The advantages of establishing a MARC21 European Interest Group are seen as manifold. The most important aspects seem to be the possibility of forging stronger links between European library culture and the widespread MARC format and therefore bringing MARC and European library culture closer together. The representation of European viewpoints and interests concerning format applications and cataloguing questions could so be better guaranteed, and the chance to build European consortia on these topics will be more practicable. Further benefits may include the exchange of experience, a greater understanding of the value of standardization to the European library community, and the opportunity to participate in the development of MARC21 formats.
The Group could be a forum where the harmonization of MARC21 and other related systems can be reviewed and information coordinated so that cooperation with Anglo-American institutions is easier and more efficient. Being able to cooperate and to build a unified community would result in greater influence on MARBI (Machine Readable Bibliographic Information Committee), and would avoid duplication of effort. The group should be a group of experts with the aim of promoting the format and keeping it up to date, and with responsibility for information and knowledge transfer in relation to format questions. It could provide for a better harmonization and interoperability between formats developed for international purposes.
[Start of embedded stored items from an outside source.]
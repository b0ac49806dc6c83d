use common::misc::Plan;
use serde::Serialize;

use crate::models::plan::PlanOffer;

#[derive(Debug, Serialize)]
pub struct UsageResponse {
    pub invoice_count: i64,
    /// `None` when unlimited.
    pub limit: Option<i64>,
    pub remaining: Option<i64>,
}

#[derive(Debug, Serialize)]
pub struct BillingOverviewResponse {
    pub plan: Plan,
    pub usage: UsageResponse,
    pub plans: Vec<PlanOffer>,
}

#[derive(Debug, Serialize)]
pub struct PlansResponse {
    pub plans: Vec<PlanOffer>,
}
//! Invoice money math. Every place that shows or sends an invoice total
//! goes through [`calculate_total`] or [`invoice_breakdown`].

use serde::{Deserialize, Serialize};

#[derive(Debug, Clone, PartialEq, Serialize, Deserialize)]
pub struct LineItem {
    #[serde(default)]
    pub description: String,
    #[serde(default)]
    pub quantity: f64,
    #[serde(default)]
    pub rate: f64,
    pub amount: f64,
}

impl LineItem {
    /// Builds an item whose extended amount is `quantity * rate`.
    pub fn new(description: impl Into<String>, quantity: f64, rate: f64) -> Self {
        LineItem {
            description: description.into(),
            quantity,
            rate,
            amount: quantity * rate,
        }
    }
}

#[derive(Debug, Clone, Copy, PartialEq, Serialize)]
pub struct TotalsBreakdown {
    pub subtotal: f64,
    pub tax: f64,
    pub discount: f64,
    pub shipping: f64,
    pub total: f64,
    /// False when the total is the stored flat amount.
    pub itemized: bool,
}

/// Parses serialized line items.
///
/// Returns `None` for absent, blank, unparseable or empty lists so callers
/// fall back to the stored amount.
pub fn parse_line_items(raw: Option<&str>) -> Option<Vec<LineItem>> {
    let raw = raw.map(str::trim).filter(|r| !r.is_empty())?;
    match serde_json::from_str::<Vec<LineItem>>(raw) {
        Ok(items) if !items.is_empty() => Some(items),
        Ok(_) => None,
        Err(e) => {
            log::warn!("Ignoring malformed line items, using stored amount: {}", e);
            None
        }
    }
}

pub fn serialize_line_items(items: &[LineItem]) -> String {
    // a Vec of plain structs cannot fail to serialize
    serde_json::to_string(items).unwrap_or_else(|_| "[]".to_string())
}

/// subtotal + subtotal * tax_rate / 100 + shipping - discount
pub fn breakdown(items: &[LineItem], tax_rate: f64, discount: f64, shipping: f64) -> TotalsBreakdown {
    let subtotal: f64 = items.iter().map(|item| item.amount).sum();
    let tax = subtotal * tax_rate / 100.0;
    TotalsBreakdown {
        subtotal,
        tax,
        discount,
        shipping,
        total: subtotal + tax + shipping - discount,
        itemized: true,
    }
}

pub fn invoice_breakdown(
    line_items: Option<&str>,
    tax_rate: f64,
    discount: f64,
    shipping: f64,
    amount: f64,
) -> TotalsBreakdown {
    match parse_line_items(line_items) {
        Some(items) => breakdown(&items, tax_rate, discount, shipping),
        None => TotalsBreakdown {
            subtotal: amount,
            tax: 0.0,
            discount: 0.0,
            shipping: 0.0,
            total: amount,
            itemized: false,
        },
    }
}

pub fn calculate_total(
    line_items: Option<&str>,
    tax_rate: f64,
    discount: f64,
    shipping: f64,
    amount: f64,
) -> f64 {
    invoice_breakdown(line_items, tax_rate, discount, shipping, amount).total
}

/// Two-decimal amount prefixed with the currency code, e.g. `USD 1250.00`.
pub fn format_money(amount: f64, currency: &str) -> String {
    format!("{} {:.2}", currency, amount)
}
//! Run with `DATABASE_URL=postgres://… cargo test -p api_invoices -- --ignored`.

use api_invoices::{
    dtos::invoice::{CreateInvoiceRequest, DateInput},
    services::invoice::create_invoice,
};
use chrono::{Duration, Utc};
use common::{error::AppError, misc::EmailSendOption};
use db::dtos::{client::ClientCreateRequest, user::UserCreateRequest};
use sqlx::PgPool;
use uuid::Uuid;

fn request(client_id: Uuid) -> CreateInvoiceRequest {
    CreateInvoiceRequest {
        client_id,
        amount: Some(50.0),
        due_date: DateInput::Local(Utc::now().naive_utc() + Duration::days(30)),
        notes: None,
        logo: None,
        line_items: vec![],
        tax_rate: 0.0,
        discount: 0.0,
        shipping: 0.0,
        email_send_option: EmailSendOption::SaveOnly,
        email_scheduled_at: None,
    }
}

#[sqlx::test(migrations = "../db/migrations")]
#[ignore = "requires DATABASE_URL"]
async fn free_plan_stops_at_one_thousand_invoices(pool: PgPool) {
    let user = db::user::insert_user(
        &pool,
        UserCreateRequest {
            name: "Freelancer".to_string(),
            email: "busy@example.com".to_string(),
        },
    )
    .await
    .unwrap();
    let client = db::client::insert_client(
        &pool,
        ClientCreateRequest {
            user_id: user.id,
            name: "Acme".to_string(),
            email: "billing@acme.test".to_string(),
        },
    )
    .await
    .unwrap();

    sqlx::query(
        r#"
        INSERT INTO invoices (user_id, client_id, amount, due_date)
        SELECT $1, $2, 10, NOW() AT TIME ZONE 'utc'
        FROM generate_series(1, 999)
        "#,
    )
    .bind(user.id)
    .bind(client.id)
    .execute(&pool)
    .await
    .unwrap();

    // the 1000th still fits
    create_invoice(&pool, user.id, &request(client.id)).await.unwrap();
    assert_eq!(db::invoice::count_invoices_by_user(&pool, user.id).await.unwrap(), 1000);

    let err = create_invoice(&pool, user.id, &request(client.id)).await.unwrap_err();
    assert!(matches!(err, AppError::Forbidden(ref msg) if msg.contains("Free plan limit reached")));
    assert_eq!(db::invoice::count_invoices_by_user(&pool, user.id).await.unwrap(), 1000);

    sqlx::query("UPDATE users SET plan = 'PRO' WHERE id = $1")
        .bind(user.id)
        .execute(&pool)
        .await
        .unwrap();
    create_invoice(&pool, user.id, &request(client.id)).await.unwrap();
    assert_eq!(db::invoice::count_invoices_by_user(&pool, user.id).await.unwrap(), 1001);
}

#[sqlx::test(migrations = "../db/migrations")]
#[ignore = "requires DATABASE_URL"]
async fn invoice_for_a_foreign_client_is_not_created(pool: PgPool) {
    let owner = db::user::insert_user(
        &pool,
        UserCreateRequest {
            name: "Owner".to_string(),
            email: "owner@example.com".to_string(),
        },
    )
    .await
    .unwrap();
    let intruder = db::user::insert_user(
        &pool,
        UserCreateRequest {
            name: "Intruder".to_string(),
            email: "intruder@example.com".to_string(),
        },
    )
    .await
    .unwrap();
    let client = db::client::insert_client(
        &pool,
        ClientCreateRequest {
            user_id: owner.id,
            name: "Acme".to_string(),
            email: "billing@acme.test".to_string(),
        },
    )
    .await
    .unwrap();

    let err = create_invoice(&pool, intruder.id, &request(client.id)).await.unwrap_err();
    assert!(matches!(err, AppError::NotFound(_)));
    assert_eq!(db::invoice::count_invoices_by_user(&pool, intruder.id).await.unwrap(), 0);
}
One of the major goals of the LIBER MARC Harmonization Task Force is the discussion of the data format activities of libraries at the European level. Therefore it is desirable to cooperate with the Conference of European National Librarians (CENL) in order to get an overview of the format activities in all European countries. Dr Elisabeth Niggemann has kept the CENL and the CoBRA+ Forum informed about the activities of the LIBER MARC Harmonization Task Force, and she will continue to provide further reports in the future.
The group recommends close cooperation with the international library world in the field of bibliographic data formats. In particular intensive cooperation with IFLA - the IFLA UNIMARC Programme (UP), the Permanent UNIMARC Committee (PUC), the ICABS Programme -, the MARC Harmonization Coordinating Committee (MHCC) and the Machine Readable Bibliographic Information Committee (MARBI), with the intention of exchanging information and bringing European ideas into the international discussion on data formats.
Because of the importance of data formats in cataloguing matters, cooperation with cataloguing standardization bodies is imperative, as is cooperation with the IFLA Cataloguing Section and Division of Bibliographic Control, and the Joint Steering Committee for Revision of Anglo-American Cataloging Rules (JSC).
It can be seen from the results of the CENL questionnaire presented above that there are two principal standards of data format used by European countries: UNIMARC as an IFLA standard and MARC21.
Country reports, with overviews of format activities and format conversions (see annex of this paper), should be placed on the LIBER website, following a standard template, as practical examples, and the results of the CENL questionnaire should be made available on the website.
At its Groningen meeting in January 2004, the LIBER Executive Board fully agreed the previous recommendations. The LIBER MARC21 Interest Group will be established and assigned to the Access Division of LIBER. The Access Division serves to foster and promote access to information resources for the benefit of the patrons of university and research libraries, and to stimulate the development of modern information services.
The following paragraphs provide a short overview of the format activities in the member countries of the LIBER MARC Harmonization Task Force, as presented at the meeting at IFLA 2002. Although the situation is different in each country, the data format is highly important for all. All countries use (or intend to use) the international data formats UNIMARC and MARC21 as the national data format and exchange format. In the countries in which a transition to a new data format was made, a demand for training and documentation on this format was accentuated.
The adoption of UNIMARC as the national and exchange format was due to the fact that Croatia has always had a very strong tradition in cataloguing theory and practice based on IFLA standards, as evidenced by the fact that Eva Verona wrote the Croatian national cataloguing rules.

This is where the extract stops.